Besides life, Christ also stood for truth and justice: “I am the Way, the Truth and the Life.” Perhaps the biggest sin against truth this year are the computerized anomalies in the automated election system. Even before the May polls, AES irregularities have been emerging in intermittent but hugely disturbing reports: the wholesale disregard on legally mandated safeguards in the automated election system, the weeks-long delay in transmitting results from a mammoth one-fourth of vote counting machines, and the illegal proclamation of winners based on incomplete results.
On the widespread malfunctions of precinct count optical system machines, Aquino’s appointee and former election lawyer, Commission on Elections Chairman Sixto Brillantes Jr., admitted that he deliberately kept the PCOS problems from public disclosure. And this month came more disturbing Comelec moves.
Without any announcement, the Commission’s website reduced official vote counts for all 33 senatorial candidates by as many as 4 million votes, or one-fifth of topnotcher Grace Poe’s 20.3 million official tally promulgated by the Comelec on June 5. Also raising hackles is Pasay City’s count, in which votes cast exceeded registered voters.
Unless he doesn’t mind being blamed for abetting, if not conspiring with PCOS anomalies, President Aquino should advance the cause of truth and democracy by urging the Comelec to work with pollwatch groups in getting to the bottom of AES mess.
The law bars any reversal of election outcomes without the usual protest process. But far more important than correcting election irregularities in 2013 is avoiding them in future voting, especially on constitutional amendments, which Aquino secretly supports.
Election reforms should include junking PCOS, as urged by the Comelec’s own technical panel after the May 2010 polls, and adopting a new system that not only prevents cheating, but also enables ordinary Filipinos, not just computer experts, to see clearly how the citizenry’s votes are being counted, canvassed, communicated and compiled. This present system is, frankly, an utter black box that is able to hide fraud.
Will the President call for AES reform and stand up for truth, democracy and the people’s sovereign will as expressed in their correctly tabulated votes? We pray he will even as we don’t hold our breath.
A third priority for Filipino Christians is the welfare of “the least of My brethren”, tThe preferential option for the poor. Development experts, including those in government, rightly lament the decades-old failure of economic gains to make a dent in poverty. Unfortunately, despite its pronouncements and policies on inclusive growth, the Aquino administration has achieved minimal improvement in poverty, jobs and hunger.

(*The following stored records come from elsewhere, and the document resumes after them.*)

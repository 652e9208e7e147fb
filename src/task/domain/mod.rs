//! Domain model for task synchronisation and lifecycle management.
//!
//! The task domain models the task value record, its completion lifecycle,
//! the identifier-keyed merge of two task collections, and persisted
//! synchronisation preferences, keeping all infrastructure concerns outside
//! of the domain boundary.

mod error;
mod ids;
mod merge;
mod settings;
mod task;

pub use error::TaskDomainError;
pub use ids::{CalendarEventRef, ReminderId, ReminderKind, TaskDuration, TaskId, TaskTitle};
pub use merge::merge;
pub use settings::SyncSettings;
pub use task::Task;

Indeed, despite last year’s and the past quarter’s Asia-leading growth in gross domestic product, unemployment worsened to 7.5 percent in April from 6.9 percent a year ago, the reverse of the January 2010 improvement despite near-recession in 2009 (see June 17 column). Hunger incidence as surveyed by Social Weather Stations averaged 19.9 percent, higher than 19.1 percent in 2009. And SWS self-rated poverty hit a mean of 52 percent last year, against 49 percent in 2009. All that despite surging growth and some P50 billion in conditional cash transfers for millions of poor families under Aquino.
On the day the above data was published in this paper, President Aquino called a Cabinet meeting to review economic policies and programs. More than two months after that meeting, it’s time to tell nearly 25 million poor Filipinos and the Christians and other compatriots who care for them what exactly will be done to reduce unemployment, hunger and poverty, with clear action plans, targets, timetables and tasking.
So, peace, PCOS and poverty—let’s hear how President Aquino and his administration will address those issues and advance peace, truth, justice and charity in our land.